2門のリボルランチャーからの時間差射撃によって絶え間なく衝撃を叩きこまれ、声を上げようとすれば喉元にアサルトライフルの弾が直撃する。途中でPS装甲が起動したのか色が変わったりしたが、特に何かを出来る訳でもなくシールドエネルギーがゼロになった。
「クソ、なんなんだよお前は!原作に出てこないモブキャラの癖に!踏み台なら踏み台らしく無様に負けてろよ!ストライカーで勝てねぇってどういう事だよ・・・」
織斑弟が何やら叫んでいたり観客席もブーブーうるさかったりするが、取り敢えず全部スルーしてピットへと戻る。
「蒼さん・・・」「そーそー?」
「ん、大丈夫。ちょっとやりたいことが有るから30分ぐらい外にいてもらっていいか?」
「・・・わかりました」
心配そうな二人を外に出し、アストレイを分離してハンガーへと戻していく。
「にしても、目立った実力がないのにも関わらず突撃してくる、自分を主人公と呼ぶ、織斑一夏をやたらと目の敵にする、そして、ストライクを知っている・・・もしや、他に転生者がいて洗脳でもしているのか?であれば行動に説明がつくな」
微妙に合っているようで全然違うことに至った蒼。言葉と共に複数のディスプレイがポップアップし、高速で映像が流れていく。右の幾つかは監視カメラの映像、中央は織斑弟個人の銀行のカネの流れ、左の幾つかは織斑弟の持つネットに繋ぐことの出来る電子機器一切合切の通信履歴が流れていく。
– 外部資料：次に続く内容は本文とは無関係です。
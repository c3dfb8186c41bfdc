#![allow(dead_code)]

use std::path::Path;
use std::sync::Arc;
use std::sync::atomic::{AtomicUsize, Ordering};

use artsearch::Result;
use artsearch::db::{ArtworkRecord, Database, NewEmbedding, crud, init_db};
use artsearch::encoder::{EMBEDDING_DIM, Encoder};
use artsearch::error::Error;
use artsearch::index::{Neighbor, VectorIndex};
use artsearch::similarity::{euclidean, l2_normalize};
use async_trait::async_trait;
use tempfile::TempDir;

pub struct TestDb {
    pub dir: TempDir,
    pub db: Database,
}

pub async fn test_db() -> TestDb {
    let dir = TempDir::new().unwrap();
    let db = init_db(dir.path().join("artsearch.db")).await.unwrap();
    TestDb { dir, db }
}

pub fn record(id: i64, source_id: i64, title: &str) -> ArtworkRecord {
    ArtworkRecord {
        id,
        source_id,
        title: title.to_string(),
        artists: vec![],
        year_start: None,
        year_end: None,
        color: None,
        technique: None,
        image_url: Some(format!("https://images.example.org/{id}.jpg")),
    }
}

pub async fn insert(db: &Database, records: &[ArtworkRecord]) {
    let mut tx = db.begin().await.unwrap();
    for record in records {
        crud::ensure_source(&mut *tx, record.source_id).await.unwrap();
        crud::upsert_artwork(&mut *tx, record).await.unwrap();
    }
    tx.commit().await.unwrap();
}

/// 保存向量并同步加入索引
pub async fn embed(db: &Database, index: &mut dyn VectorIndex, items: Vec<(i64, Vec<f32>)>) {
    let batch = items
        .into_iter()
        .map(|(artwork_id, mut vector)| {
            l2_normalize(&mut vector);
            NewEmbedding { artwork_id, vector, focal_point: (0.5, 0.5) }
        })
        .collect::<Vec<_>>();
    for (row_id, embedding) in crud::save_embedding_batch(db, &batch).await.unwrap() {
        index.add(row_id as u64, &embedding.vector).unwrap();
    }
}

/// 暴力搜索的向量索引，记录查询次数
#[derive(Default)]
pub struct FlatIndex {
    items: Vec<(u64, Vec<f32>)>,
    pub calls: Arc<AtomicUsize>,
}

impl FlatIndex {
    pub fn new() -> Self {
        Self::default()
    }

    pub fn calls(&self) -> usize {
        self.calls.load(Ordering::SeqCst)
    }
}

impl VectorIndex for FlatIndex {
    fn search(&self, query: &[f32], k: usize) -> Result<Vec<Neighbor>> {
        self.calls.fetch_add(1, Ordering::SeqCst);
        let mut neighbors = self
            .items
            .iter()
            .map(|(key, v)| Neighbor { key: *key, distance: euclidean(query, v) })
            .collect::<Vec<_>>();
        neighbors.sort_by(|a, b| a.distance.total_cmp(&b.distance).then(a.key.cmp(&b.key)));
        neighbors.truncate(k);
        Ok(neighbors)
    }

    fn add(&mut self, key: u64, vector: &[f32]) -> Result<()> {
        self.items.push((key, vector.to_vec()));
        Ok(())
    }

    fn len(&self) -> usize {
        self.items.len()
    }

    fn save(&self, _path: &Path) -> Result<()> {
        Ok(())
    }
}

const VOCABULARY: &[&str] =
    &["animal", "horse", "dog", "fruit", "bowl", "flower", "sea", "ship", "red", "portrait"];

/// 词袋编码器：每个词占一个维度，复数去掉结尾的 s
///
/// 不认识查询中的任何词时返回不可用
#[derive(Default)]
pub struct KeywordEncoder {
    pub text_calls: AtomicUsize,
}

impl KeywordEncoder {
    pub fn vector(words: &[&str]) -> Vec<f32> {
        let mut v = vec![0.0; EMBEDDING_DIM];
        for word in words {
            let token = word.trim_end_matches('s');
            if let Some(i) = VOCABULARY.iter().position(|w| *w == token) {
                v[i] += 1.0;
            }
        }
        v
    }
}

#[async_trait]
impl Encoder for KeywordEncoder {
    async fn encode_text(&self, text: &str) -> Result<Vec<f32>> {
        self.text_calls.fetch_add(1, Ordering::SeqCst);
        let lower = text.to_lowercase();
        let words = lower.split(|c: char| !c.is_alphanumeric()).filter(|w| !w.is_empty()).collect::<Vec<_>>();
        let mut v = Self::vector(&words);
        if v.iter().all(|x| *x == 0.0) {
            return Err(Error::EncoderUnavailable(format!("未知的查询: {text}")));
        }
        l2_normalize(&mut v);
        Ok(v)
    }

    async fn encode_image(&self, image: &[u8]) -> Result<Vec<f32>> {
        let mut v = vec![0.0; EMBEDDING_DIM];
        for (i, b) in image.iter().enumerate() {
            v[i % EMBEDDING_DIM] += *b as f32;
        }
        if v.iter().all(|x| *x == 0.0) {
            v[0] = 1.0;
        }
        l2_normalize(&mut v);
        Ok(v)
    }

    fn dimension(&self) -> usize {
        EMBEDDING_DIM
    }
}
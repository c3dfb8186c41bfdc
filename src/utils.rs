use indicatif::ProgressStyle;

/// 命令行进度条样式
pub fn pb_style() -> ProgressStyle {
    ProgressStyle::with_template(
        "[{elapsed_precise}] {bar:40.cyan/blue} {pos:>7}/{len:7} ({per_sec}, {eta}) {msg}",
    )
    .unwrap_or_else(|_| ProgressStyle::default_bar())
    .progress_chars("##-")
}
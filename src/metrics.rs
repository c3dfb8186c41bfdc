use std::sync::LazyLock;

use prometheus::*;

static METRIC_SEARCH_COUNT: LazyLock<IntCounterVec> = LazyLock::new(|| {
    register_int_counter_vec!("artsearch_search_total", "count of routed search queries", &["mode"])
        .unwrap()
});

static METRIC_SEARCH_DURATION: LazyLock<HistogramVec> = LazyLock::new(|| {
    register_histogram_vec!(
        "artsearch_search_duration",
        "duration of the per-query search in seconds",
        &["mode"]
    )
    .unwrap()
});

static METRIC_KNN_ATTEMPTS: LazyLock<Histogram> = LazyLock::new(|| {
    register_histogram!(
        "artsearch_knn_attempts",
        "vector index queries needed per semantic search",
        vec![1.0, 2.0, 3.0, 4.0]
    )
    .unwrap()
});

static METRIC_PIPELINE_ITEMS: LazyLock<IntCounterVec> = LazyLock::new(|| {
    register_int_counter_vec!(
        "artsearch_pipeline_items_total",
        "artworks processed by the embedding pipeline",
        &["outcome"]
    )
    .unwrap()
});

static METRIC_CACHE: LazyLock<IntCounterVec> = LazyLock::new(|| {
    register_int_counter_vec!("artsearch_cache_total", "cache lookups", &["cache", "outcome"])
        .unwrap()
});

/// 记录一次搜索及其耗时
pub fn observe_search(mode: &str, duration: f32) {
    METRIC_SEARCH_COUNT.with_label_values(&[mode]).inc();
    METRIC_SEARCH_DURATION.with_label_values(&[mode]).observe(duration as f64);
}

/// 记录一次语义搜索查询向量索引的次数
pub fn observe_knn_attempts(attempts: usize) {
    METRIC_KNN_ATTEMPTS.observe(attempts as f64);
}

pub fn inc_pipeline(outcome: &str, n: u64) {
    METRIC_PIPELINE_ITEMS.with_label_values(&[outcome]).inc_by(n);
}

pub fn inc_cache(cache: &str, outcome: &str) {
    METRIC_CACHE.with_label_values(&[cache, outcome]).inc();
}

/// 以文本格式导出所有指标
pub fn gather_text() -> String {
    let encoder = TextEncoder::new();
    encoder.encode_to_string(&prometheus::gather()).unwrap_or_default()
}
少し時間がかかるようなので敢えて言っておくが、これらは全て犯罪です。別の世界線ではミサイルの発射システムをハッキングして日本に飛ばした理性がアンコントロールスイッチが常時押しっぱなしな兎さんが居たりするが、良い子も悪い子も真似しないように!
「うぅむ、これといって怪しい物はなし、か。強いて言うなら年の離れた打田圭介ってのが気になるが、普通にゲーセンに行ってるぐらいだから悪友ってところか」
ふむ、と納得したタイミングで外から来客を知らせるチャイムが鳴った。先程の二人かと扉を開けた瞬間にその胸に飛び込んできたのは織斑一夏だった。
「ぞゔざ〜ん‼︎」
「グフっ⁉︎・・・何事?」
クリティカルヒットを喰らいつつもしっかりと受け止めた蒼はその後ろにいた篠ノ之箒に目を向けた。
「まぁ、有り体に言ってしまえば、お前の置かれている状況を良く理解できておらず、先程の愚か者との試合でようやく知ったといった所だな」
「にゃるほど〜・・・え、何でこの子が責任感じてんの?」
「さぁ?見返りもなしにISを作って貰ったり、技術や勉強を教えてくれた人間に恩義を感じない馬鹿者なのだろうか、一夏は?」
「あー、申し訳ない」
取り敢えずとっとと一夏を慰めんかぁ!と視線が飛んできそうなので、右手でその背中を抱き、安心させるために頭を撫で始めた。
視線といえば、簪と本音のジト目も突き刺さっている。その後ろからは上手く感情を制御しきれていないのかよく分からない視線も一つほど。
この訳の分からない状況は、次の試合をどうするのかを聞きに来たセシリア・オルコットがアホな声を上げるまで続いた。